[THE INPUT Boundary: Start]

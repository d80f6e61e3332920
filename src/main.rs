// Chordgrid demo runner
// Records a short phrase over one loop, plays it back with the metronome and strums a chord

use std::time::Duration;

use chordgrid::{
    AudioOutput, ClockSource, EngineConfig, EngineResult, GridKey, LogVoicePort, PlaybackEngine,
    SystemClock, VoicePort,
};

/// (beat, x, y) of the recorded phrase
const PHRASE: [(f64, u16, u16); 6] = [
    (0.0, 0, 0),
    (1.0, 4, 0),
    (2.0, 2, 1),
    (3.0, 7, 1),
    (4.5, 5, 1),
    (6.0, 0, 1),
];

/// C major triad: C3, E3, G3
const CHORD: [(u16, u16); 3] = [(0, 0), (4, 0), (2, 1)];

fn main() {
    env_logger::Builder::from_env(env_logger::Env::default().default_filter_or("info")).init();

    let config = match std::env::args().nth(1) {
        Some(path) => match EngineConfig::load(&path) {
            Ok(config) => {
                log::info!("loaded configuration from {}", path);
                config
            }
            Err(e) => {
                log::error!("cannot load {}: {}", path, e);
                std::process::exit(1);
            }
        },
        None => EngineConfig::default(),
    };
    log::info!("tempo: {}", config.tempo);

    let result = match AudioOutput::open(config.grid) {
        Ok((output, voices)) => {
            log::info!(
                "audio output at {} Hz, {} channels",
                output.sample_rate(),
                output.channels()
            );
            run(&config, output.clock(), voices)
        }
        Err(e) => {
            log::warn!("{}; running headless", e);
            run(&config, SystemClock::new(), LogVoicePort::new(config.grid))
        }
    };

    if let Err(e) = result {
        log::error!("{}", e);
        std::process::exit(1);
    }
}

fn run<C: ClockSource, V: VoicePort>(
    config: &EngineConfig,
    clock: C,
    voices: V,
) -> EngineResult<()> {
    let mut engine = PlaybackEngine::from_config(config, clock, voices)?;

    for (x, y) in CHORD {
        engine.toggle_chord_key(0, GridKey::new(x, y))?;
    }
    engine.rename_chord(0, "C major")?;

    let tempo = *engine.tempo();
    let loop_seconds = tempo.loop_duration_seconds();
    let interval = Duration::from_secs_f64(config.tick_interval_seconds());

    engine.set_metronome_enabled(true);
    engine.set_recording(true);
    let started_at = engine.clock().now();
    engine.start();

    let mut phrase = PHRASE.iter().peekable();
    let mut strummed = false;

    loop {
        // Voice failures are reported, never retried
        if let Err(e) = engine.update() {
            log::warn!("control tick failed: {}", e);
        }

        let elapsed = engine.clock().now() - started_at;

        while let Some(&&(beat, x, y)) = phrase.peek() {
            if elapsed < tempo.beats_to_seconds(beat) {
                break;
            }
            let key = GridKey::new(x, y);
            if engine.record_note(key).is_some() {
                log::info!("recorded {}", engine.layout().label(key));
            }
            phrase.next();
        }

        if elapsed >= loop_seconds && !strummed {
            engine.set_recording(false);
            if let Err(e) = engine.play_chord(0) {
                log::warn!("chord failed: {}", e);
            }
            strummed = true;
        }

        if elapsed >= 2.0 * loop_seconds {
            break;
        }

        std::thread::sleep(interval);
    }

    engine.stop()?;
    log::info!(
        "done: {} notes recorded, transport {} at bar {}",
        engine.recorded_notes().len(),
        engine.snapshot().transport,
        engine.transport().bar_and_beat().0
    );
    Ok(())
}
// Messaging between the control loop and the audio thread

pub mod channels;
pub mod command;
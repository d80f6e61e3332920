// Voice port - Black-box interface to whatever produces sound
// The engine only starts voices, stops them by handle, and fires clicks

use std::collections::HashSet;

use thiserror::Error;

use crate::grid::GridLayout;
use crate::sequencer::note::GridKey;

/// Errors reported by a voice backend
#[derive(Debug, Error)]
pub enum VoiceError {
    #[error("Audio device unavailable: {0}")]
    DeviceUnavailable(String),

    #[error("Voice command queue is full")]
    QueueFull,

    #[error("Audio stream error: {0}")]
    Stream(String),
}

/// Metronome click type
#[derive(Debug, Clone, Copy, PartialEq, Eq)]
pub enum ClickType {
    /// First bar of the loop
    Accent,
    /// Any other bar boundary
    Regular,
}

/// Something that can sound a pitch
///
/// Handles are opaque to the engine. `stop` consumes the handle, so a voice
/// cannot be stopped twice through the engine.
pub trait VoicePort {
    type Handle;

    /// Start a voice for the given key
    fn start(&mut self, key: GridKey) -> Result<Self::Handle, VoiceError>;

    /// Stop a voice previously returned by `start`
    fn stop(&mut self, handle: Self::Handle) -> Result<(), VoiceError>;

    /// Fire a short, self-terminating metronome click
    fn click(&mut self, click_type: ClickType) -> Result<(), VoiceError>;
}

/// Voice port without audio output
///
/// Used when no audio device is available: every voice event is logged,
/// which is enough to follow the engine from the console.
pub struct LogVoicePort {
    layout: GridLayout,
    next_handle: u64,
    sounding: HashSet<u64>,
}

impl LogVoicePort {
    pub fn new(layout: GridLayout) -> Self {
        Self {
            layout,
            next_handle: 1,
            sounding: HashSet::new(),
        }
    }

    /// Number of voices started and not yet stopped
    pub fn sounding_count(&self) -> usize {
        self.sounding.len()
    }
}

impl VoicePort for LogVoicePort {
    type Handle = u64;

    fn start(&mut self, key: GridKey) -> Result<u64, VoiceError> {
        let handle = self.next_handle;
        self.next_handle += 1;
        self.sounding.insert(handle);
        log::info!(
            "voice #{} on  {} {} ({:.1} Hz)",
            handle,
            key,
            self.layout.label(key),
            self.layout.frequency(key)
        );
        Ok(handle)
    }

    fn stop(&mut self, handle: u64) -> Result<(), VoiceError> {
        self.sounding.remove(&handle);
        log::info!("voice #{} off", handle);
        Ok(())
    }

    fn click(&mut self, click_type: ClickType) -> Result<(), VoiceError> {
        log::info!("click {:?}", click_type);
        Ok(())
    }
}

[THE INPUT Boundary: End]
[THE INPUT Boundary: Start]

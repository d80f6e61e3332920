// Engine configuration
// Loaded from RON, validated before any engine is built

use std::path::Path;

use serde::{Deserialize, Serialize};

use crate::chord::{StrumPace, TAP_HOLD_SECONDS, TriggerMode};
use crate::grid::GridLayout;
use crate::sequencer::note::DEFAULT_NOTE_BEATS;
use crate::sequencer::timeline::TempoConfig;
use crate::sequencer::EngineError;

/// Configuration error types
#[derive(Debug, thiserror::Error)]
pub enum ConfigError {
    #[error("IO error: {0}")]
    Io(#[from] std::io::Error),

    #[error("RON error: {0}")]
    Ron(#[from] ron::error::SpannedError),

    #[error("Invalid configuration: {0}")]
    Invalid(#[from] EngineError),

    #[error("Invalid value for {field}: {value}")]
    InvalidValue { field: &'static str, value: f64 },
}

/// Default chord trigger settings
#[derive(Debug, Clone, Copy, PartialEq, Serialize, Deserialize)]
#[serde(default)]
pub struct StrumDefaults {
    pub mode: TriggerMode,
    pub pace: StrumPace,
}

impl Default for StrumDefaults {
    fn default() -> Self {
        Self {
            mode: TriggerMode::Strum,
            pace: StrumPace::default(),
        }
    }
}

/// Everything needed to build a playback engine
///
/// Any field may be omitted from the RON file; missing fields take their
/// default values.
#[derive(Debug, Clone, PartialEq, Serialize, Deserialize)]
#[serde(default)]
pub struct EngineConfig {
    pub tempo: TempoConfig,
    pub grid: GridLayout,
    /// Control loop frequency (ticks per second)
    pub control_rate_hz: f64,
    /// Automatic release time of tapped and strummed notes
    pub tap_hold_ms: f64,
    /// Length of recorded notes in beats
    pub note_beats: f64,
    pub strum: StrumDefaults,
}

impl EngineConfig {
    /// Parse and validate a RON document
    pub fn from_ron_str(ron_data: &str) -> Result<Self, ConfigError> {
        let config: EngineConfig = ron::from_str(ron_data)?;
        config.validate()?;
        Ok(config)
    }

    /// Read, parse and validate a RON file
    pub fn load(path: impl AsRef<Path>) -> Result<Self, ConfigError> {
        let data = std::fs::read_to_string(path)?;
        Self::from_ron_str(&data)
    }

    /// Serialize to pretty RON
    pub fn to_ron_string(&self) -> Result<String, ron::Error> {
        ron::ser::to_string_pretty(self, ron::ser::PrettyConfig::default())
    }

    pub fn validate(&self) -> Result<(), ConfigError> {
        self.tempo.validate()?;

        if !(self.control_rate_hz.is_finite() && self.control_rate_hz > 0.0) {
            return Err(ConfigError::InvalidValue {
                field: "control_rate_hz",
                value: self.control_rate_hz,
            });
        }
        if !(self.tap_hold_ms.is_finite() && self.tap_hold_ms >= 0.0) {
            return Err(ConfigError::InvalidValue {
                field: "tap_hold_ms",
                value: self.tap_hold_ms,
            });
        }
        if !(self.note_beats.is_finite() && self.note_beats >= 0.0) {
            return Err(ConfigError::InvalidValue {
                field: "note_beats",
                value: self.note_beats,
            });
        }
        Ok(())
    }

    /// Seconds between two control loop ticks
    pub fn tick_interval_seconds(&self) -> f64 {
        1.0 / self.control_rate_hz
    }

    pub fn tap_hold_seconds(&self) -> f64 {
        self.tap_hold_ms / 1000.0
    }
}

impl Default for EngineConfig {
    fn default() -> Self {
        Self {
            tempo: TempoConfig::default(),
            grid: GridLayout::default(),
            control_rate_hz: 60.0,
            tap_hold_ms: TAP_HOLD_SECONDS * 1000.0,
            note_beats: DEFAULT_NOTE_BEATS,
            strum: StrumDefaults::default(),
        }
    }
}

[THE INPUT Boundary: End]
[THE INPUT Boundary: Start]

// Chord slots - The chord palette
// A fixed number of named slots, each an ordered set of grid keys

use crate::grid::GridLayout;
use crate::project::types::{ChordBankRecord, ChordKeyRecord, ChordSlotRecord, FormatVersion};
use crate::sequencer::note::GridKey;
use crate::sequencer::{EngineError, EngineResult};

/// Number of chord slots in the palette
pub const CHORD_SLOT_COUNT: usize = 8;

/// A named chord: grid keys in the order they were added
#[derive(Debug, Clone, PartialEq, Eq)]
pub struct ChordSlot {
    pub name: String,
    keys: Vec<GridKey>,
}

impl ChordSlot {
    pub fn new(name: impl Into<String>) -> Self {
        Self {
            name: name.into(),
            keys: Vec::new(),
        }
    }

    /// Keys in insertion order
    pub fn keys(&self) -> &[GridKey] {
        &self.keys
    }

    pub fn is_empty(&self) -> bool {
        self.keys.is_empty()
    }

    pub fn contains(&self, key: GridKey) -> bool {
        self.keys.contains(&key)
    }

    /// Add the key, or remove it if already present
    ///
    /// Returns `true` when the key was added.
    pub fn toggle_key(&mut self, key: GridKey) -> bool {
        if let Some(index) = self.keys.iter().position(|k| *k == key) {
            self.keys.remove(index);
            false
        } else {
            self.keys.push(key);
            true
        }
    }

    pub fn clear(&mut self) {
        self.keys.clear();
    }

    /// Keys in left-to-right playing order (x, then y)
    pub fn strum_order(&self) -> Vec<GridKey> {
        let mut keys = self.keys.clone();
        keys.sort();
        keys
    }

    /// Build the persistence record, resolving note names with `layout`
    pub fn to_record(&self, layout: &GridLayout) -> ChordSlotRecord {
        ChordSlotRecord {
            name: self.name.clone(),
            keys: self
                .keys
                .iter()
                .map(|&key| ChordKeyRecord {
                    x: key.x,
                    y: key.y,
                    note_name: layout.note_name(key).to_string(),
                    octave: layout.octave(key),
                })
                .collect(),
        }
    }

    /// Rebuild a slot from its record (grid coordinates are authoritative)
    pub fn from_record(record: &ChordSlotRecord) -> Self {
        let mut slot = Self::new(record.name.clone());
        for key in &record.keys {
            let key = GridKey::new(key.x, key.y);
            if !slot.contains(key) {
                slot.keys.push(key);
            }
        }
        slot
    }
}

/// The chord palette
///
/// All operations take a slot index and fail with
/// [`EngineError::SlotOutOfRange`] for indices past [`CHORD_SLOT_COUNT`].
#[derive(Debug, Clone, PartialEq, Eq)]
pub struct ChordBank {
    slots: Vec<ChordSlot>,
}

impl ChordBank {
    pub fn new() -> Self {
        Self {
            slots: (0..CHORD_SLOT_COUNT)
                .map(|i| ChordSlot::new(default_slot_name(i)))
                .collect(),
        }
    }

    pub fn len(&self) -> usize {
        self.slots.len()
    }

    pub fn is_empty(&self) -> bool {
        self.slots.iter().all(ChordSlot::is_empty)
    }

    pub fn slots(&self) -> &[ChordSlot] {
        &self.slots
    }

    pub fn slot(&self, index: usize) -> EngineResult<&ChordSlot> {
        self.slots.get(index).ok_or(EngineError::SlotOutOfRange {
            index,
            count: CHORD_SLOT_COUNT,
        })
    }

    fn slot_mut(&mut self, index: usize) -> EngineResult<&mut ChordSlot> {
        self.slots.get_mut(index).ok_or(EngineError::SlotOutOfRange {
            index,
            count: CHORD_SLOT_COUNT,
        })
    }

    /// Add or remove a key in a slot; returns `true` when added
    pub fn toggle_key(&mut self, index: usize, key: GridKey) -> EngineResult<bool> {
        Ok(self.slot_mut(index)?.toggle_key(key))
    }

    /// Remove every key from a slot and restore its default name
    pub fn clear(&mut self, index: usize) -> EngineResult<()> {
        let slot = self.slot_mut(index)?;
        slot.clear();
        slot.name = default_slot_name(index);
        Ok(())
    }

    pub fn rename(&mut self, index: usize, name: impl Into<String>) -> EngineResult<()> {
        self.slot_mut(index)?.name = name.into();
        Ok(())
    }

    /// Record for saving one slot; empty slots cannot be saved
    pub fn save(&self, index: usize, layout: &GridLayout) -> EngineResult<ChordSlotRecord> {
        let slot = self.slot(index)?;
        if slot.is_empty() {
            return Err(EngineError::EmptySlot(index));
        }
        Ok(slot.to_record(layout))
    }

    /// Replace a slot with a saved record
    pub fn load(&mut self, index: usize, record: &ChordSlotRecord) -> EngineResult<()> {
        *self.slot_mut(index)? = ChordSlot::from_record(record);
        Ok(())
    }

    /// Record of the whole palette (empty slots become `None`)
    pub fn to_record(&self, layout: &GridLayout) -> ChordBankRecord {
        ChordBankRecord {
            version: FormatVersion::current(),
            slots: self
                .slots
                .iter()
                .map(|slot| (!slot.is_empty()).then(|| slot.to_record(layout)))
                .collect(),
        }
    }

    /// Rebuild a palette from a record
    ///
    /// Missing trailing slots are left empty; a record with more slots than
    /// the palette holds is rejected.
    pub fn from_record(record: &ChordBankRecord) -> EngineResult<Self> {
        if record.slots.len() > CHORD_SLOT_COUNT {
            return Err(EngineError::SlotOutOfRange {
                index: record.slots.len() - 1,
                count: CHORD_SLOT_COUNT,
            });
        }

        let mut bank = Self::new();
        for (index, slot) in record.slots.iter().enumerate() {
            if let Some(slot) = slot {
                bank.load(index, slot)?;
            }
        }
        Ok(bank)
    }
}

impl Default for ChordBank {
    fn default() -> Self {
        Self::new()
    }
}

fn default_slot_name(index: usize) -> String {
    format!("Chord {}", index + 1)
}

[THE INPUT Boundary: End]

Copy each line of the entries that includes the word "reported".

[RESULT FOR THIS TASK]
        // Voice failures are reported, never retried
/// Errors reported by a voice backend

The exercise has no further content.